Well.....yes.
I'm not thrilled about the exposed copper in the photo on the right, though.
If you twist those multiple wires together, then solder them, then put an adequate length of shrink tube over them (and actually shrink it) then it'll be a good connection for a long, long time. It will, however, be an un-serviceable connection, meaning that you can't alter it easily (you have to go through hoops to unsolder it, etc.). As a rule, I never crimp or solder more than three wires together - two on one side of the connection, one on the other. This can usually be accomplished by "daisy-chaining" if need be.
Better is to have terminal blocks which you can make multiple connections to and connect things that way with crimp terminations. There are a log of variations out there, many are adaptable to our cars and may or may not be practical in your circumstance. The terminals in Autozone/NAPA/etc are marginal but cheap.
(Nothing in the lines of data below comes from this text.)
//! drivelink - links helpdesk tickets to matching Google Shared Drive content.
//!
//! For each open ticket created today and belonging to an allowed account, a
//! search phrase is derived from the ticket subject, a shared-drive folder
//! tree is searched recursively for matching files and folders, and the
//! resulting links are written into a custom field on the ticket.
//!
//! # Example
//!
//! ```no_run
//! use drivelink::{Authenticator, Config, DriveClient, Runner, TicketClient};
//!
//! #[tokio::main]
//! async fn main() -> anyhow::Result<()> {
//!     let config = Config::from_file("config.json")?;
//!
//!     let auth = Authenticator::new(&config.token_file);
//!     let drive = DriveClient::new(auth, config.shared_drive_id.clone());
//!     let tickets = TicketClient::new(
//!         config.ticket_api_base.clone(),
//!         config.api_key.clone(),
//!         config.udf_field.clone(),
//!         config.ticket_start_index,
//!         config.ticket_row_count,
//!     );
//!
//!     let report = Runner::new(config, drive, tickets).run().await;
//!     println!("linked {} ticket(s)", report.linked);
//!     Ok(())
//! }
//! ```

pub mod auth;
pub mod config;
pub mod drive;
pub mod error;
pub mod models;
pub mod run;
pub mod search;
pub mod subject;
pub mod tickets;

// Re-exports for convenience
pub use auth::Authenticator;
pub use config::Config;
pub use drive::DriveClient;
pub use error::{AuthError, ConfigError, SearchError, TicketError};
pub use models::{DriveItem, Ticket};
pub use run::{BatchReport, Outcome, Runner};
pub use search::search;
pub use tickets::TicketClient;
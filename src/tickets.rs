//! Helpdesk ticketing API client (ServiceDesk-style REST, `authtoken` header).

use reqwest::Client;
use serde_json::{json, Value};
use tracing::{error, warn};

use crate::error::TicketError;
use crate::models::{Ticket, TicketListResponse};

/// Client for the ticketing REST API.
pub struct TicketClient {
    base_url: String,
    api_key: String,
    udf_field: String,
    start_index: u32,
    row_count: u32,
    http: Client,
}

impl TicketClient {
    /// Create a new client.
    ///
    /// # Arguments
    /// * `base_url` - API base, e.g. `https://helpdesk.example.com`
    /// * `api_key` - static key sent in the `authtoken` header
    /// * `udf_field` - name of the custom field that receives drive links
    /// * `start_index` - row offset the open-ticket listing starts at
    /// * `row_count` - maximum rows requested per listing
    pub fn new(
        base_url: String,
        api_key: String,
        udf_field: String,
        start_index: u32,
        row_count: u32,
    ) -> Self {
        Self {
            base_url,
            api_key,
            udf_field,
            start_index,
            row_count,
            http: Client::new(),
        }
    }

    /// Fetch currently open tickets, sorted by creation time ascending.
    ///
    /// Any failure degrades to an empty list with a logged warning; a fetch
    /// problem must never abort the batch.
    pub async fn fetch_open_tickets(&self) -> Vec<Ticket> {
        match self.try_fetch_open_tickets().await {
            Ok(tickets) => tickets,
            Err(e) => {
                warn!(error = %e, "open ticket fetch failed, treating as empty");
                Vec::new()
            }
        }
    }

    async fn try_fetch_open_tickets(&self) -> Result<Vec<Ticket>, TicketError> {
        let input_data = json!({
            "list_info": {
                "row_count": self.row_count,
                "start_index": self.start_index,
                "sort_field": "created_time",
                "sort_order": "asc",
                "search_fields": {"status.name": "Open"}
            }
        });

        let response = self
            .http
            .get(format!("{}/api/v3/requests", self.base_url))
            .header("authtoken", &self.api_key)
            .query(&[("input_data", input_data.to_string())])
            .send()
            .await?;

        let status = response.status();
        if !status.is_success() {
            let body = response.text().await.unwrap_or_default();
            return Err(TicketError::ApiError {
                status: status.as_u16(),
                body,
            });
        }

        let list: TicketListResponse = response.json().await?;
        Ok(list.requests)
    }

    /// Write the collected drive links into the ticket's custom field.
    ///
    /// Links are rendered one per line as `name: link`, in search order.
    /// Returns `false` and logs on failure; never retries.
    pub async fn update_ticket_links(&self, ticket_id: &str, links: &[(String, String)]) -> bool {
        let rendered = links
            .iter()
            .map(|(name, link)| format!("{}: {}", name, link))
            .collect::<Vec<_>>()
            .join("\n");

        let mut udf_fields = serde_json::Map::new();
        udf_fields.insert(self.udf_field.clone(), Value::String(rendered));
        let input_data = json!({"request": {"udf_fields": Value::Object(udf_fields)}});

        let result = self
            .http
            .put(format!("{}/api/v3/requests/{}", self.base_url, ticket_id))
            .header("authtoken", &self.api_key)
            .form(&[("input_data", input_data.to_string())])
            .send()
            .await;

        match result {
            Ok(response) if response.status().is_success() => true,
            Ok(response) => {
                let status = response.status();
                let body = response.text().await.unwrap_or_default();
                error!(ticket_id, %status, %body, "ticket update rejected");
                false
            }
            Err(e) => {
                error!(ticket_id, error = %e, "ticket update request failed");
                false
            }
        }
    }

    /// Fetch the raw ticket record. Diagnostic aid only; any failure yields
    /// an empty JSON object.
    pub async fn view_ticket(&self, ticket_id: &str) -> Value {
        let result = self
            .http
            .get(format!("{}/api/v3/requests/{}", self.base_url, ticket_id))
            .header("authtoken", &self.api_key)
            .send()
            .await;

        match result {
            Ok(response) if response.status().is_success() => {
                response.json().await.unwrap_or_else(|e| {
                    warn!(ticket_id, error = %e, "ticket view response unparsable");
                    json!({})
                })
            }
            Ok(response) => {
                warn!(ticket_id, status = %response.status(), "ticket view rejected");
                json!({})
            }
            Err(e) => {
                warn!(ticket_id, error = %e, "ticket view request failed");
                json!({})
            }
        }
    }
}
Those from AMP or Molex are light-years better but $$$. You should have an adjustable, ratcheting, crimping tool no matter what you're crimping. I've seen a lot of bad connections from over-crimping them (the wires get stressed, weaken and break).
Bundling like-flowing wires with tie-wraps is more than OK, while corrugated, split, wire conduit (found in the "HELP!" rack at Advance/Autozone/Carquest/NAPA) is good, but it can't take a lot of heat (it melts). Nylon spiral wrap is good, too, because you don't have to remove anything to put it on and it takes heat better.
Dr. Clock uses Vintage Wiring harnesses, which, I believe, are not sheathed (in other words, the wires are exposed). He loves them, because they're point-to-point and make nice, neat bundles and are serviceable. The big thing to realize is that you want to establish a route for your wire bundles, stick to that route and don't have a lot of excess length going from A to B. If you do, that extra length will quickly look like a rat's next or basket of worms.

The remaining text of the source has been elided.